## What you should do
Look for "DateTime" in the material below and show each line that contains it.

Material provided START

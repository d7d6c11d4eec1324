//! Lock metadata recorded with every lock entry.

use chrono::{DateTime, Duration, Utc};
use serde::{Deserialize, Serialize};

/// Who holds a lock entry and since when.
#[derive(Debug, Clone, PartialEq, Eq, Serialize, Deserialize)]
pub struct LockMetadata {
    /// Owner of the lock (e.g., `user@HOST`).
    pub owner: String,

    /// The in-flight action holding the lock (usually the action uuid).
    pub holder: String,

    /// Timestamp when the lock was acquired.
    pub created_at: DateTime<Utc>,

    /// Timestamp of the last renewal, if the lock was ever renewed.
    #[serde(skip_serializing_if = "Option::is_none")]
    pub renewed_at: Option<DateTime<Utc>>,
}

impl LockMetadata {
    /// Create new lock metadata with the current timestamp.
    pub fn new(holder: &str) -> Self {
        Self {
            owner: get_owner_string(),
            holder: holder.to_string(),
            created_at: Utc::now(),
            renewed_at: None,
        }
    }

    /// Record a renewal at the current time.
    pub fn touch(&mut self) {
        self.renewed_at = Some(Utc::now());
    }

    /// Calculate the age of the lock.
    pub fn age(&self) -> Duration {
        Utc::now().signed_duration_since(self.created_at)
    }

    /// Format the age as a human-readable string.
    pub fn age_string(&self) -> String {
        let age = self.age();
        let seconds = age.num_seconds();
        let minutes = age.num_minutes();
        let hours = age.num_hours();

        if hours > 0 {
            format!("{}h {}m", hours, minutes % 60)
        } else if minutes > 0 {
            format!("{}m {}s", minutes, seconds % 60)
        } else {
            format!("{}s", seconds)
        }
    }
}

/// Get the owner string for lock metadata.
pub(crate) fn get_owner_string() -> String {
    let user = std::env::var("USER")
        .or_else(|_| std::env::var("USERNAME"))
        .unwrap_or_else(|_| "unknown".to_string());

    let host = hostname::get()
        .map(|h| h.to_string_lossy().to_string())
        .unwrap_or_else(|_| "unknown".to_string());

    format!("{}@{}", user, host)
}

Material provided END
Material provided START

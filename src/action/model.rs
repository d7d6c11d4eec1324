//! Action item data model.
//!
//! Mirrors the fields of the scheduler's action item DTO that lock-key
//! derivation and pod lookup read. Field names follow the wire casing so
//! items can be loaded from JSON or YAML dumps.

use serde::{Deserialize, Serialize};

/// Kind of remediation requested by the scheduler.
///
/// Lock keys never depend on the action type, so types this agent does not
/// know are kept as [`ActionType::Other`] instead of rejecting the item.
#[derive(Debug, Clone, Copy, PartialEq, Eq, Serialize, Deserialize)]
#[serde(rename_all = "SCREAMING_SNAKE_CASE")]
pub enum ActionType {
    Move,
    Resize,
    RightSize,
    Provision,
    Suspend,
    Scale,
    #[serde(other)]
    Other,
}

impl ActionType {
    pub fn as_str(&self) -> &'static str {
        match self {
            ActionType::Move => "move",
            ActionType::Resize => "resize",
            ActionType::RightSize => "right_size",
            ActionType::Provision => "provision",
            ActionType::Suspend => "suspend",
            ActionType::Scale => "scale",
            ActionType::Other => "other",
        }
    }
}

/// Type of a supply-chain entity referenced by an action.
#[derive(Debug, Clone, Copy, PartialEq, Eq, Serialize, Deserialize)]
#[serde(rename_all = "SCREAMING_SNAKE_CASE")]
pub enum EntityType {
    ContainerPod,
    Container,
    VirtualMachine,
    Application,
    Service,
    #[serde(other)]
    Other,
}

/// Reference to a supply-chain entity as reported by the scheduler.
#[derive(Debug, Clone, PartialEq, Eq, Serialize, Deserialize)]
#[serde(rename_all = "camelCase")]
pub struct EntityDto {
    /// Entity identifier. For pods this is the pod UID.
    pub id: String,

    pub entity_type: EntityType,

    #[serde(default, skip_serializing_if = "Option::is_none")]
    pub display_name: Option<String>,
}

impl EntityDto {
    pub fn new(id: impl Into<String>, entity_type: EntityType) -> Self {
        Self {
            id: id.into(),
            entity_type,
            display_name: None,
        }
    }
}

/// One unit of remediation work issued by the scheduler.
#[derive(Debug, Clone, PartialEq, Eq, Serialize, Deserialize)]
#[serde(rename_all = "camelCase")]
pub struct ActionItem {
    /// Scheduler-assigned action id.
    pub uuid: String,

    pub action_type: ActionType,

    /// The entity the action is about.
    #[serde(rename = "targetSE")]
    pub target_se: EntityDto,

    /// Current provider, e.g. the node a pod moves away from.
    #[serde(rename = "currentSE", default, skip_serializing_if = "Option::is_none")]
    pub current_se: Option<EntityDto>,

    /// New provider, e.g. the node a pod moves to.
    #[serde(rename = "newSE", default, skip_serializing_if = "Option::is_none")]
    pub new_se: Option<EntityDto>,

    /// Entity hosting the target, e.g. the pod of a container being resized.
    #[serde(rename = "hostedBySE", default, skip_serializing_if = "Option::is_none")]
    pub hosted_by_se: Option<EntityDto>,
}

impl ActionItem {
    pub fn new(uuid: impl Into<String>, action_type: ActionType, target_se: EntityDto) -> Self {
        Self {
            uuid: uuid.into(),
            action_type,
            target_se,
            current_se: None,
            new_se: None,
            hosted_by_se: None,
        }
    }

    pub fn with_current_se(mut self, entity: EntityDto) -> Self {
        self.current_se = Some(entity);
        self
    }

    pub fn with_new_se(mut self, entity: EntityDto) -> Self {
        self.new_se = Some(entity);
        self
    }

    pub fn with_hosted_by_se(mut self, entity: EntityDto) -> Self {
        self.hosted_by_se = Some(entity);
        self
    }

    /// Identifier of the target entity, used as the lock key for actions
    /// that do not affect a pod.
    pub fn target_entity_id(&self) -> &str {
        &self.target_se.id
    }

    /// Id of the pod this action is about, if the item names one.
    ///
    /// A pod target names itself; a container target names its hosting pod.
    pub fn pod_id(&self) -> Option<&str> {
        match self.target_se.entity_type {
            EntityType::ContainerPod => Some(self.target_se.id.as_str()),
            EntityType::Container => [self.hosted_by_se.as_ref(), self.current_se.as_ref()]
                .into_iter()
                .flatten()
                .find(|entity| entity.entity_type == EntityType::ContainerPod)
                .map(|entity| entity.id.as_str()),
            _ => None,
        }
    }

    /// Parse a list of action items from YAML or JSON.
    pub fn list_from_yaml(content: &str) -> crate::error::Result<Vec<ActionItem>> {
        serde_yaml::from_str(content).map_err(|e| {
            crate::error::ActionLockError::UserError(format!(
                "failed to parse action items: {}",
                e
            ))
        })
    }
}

Material provided END

## Response to the exercise
use chrono::{DateTime, Duration, Utc};
    pub created_at: DateTime<Utc>,
    pub renewed_at: Option<DateTime<Utc>>,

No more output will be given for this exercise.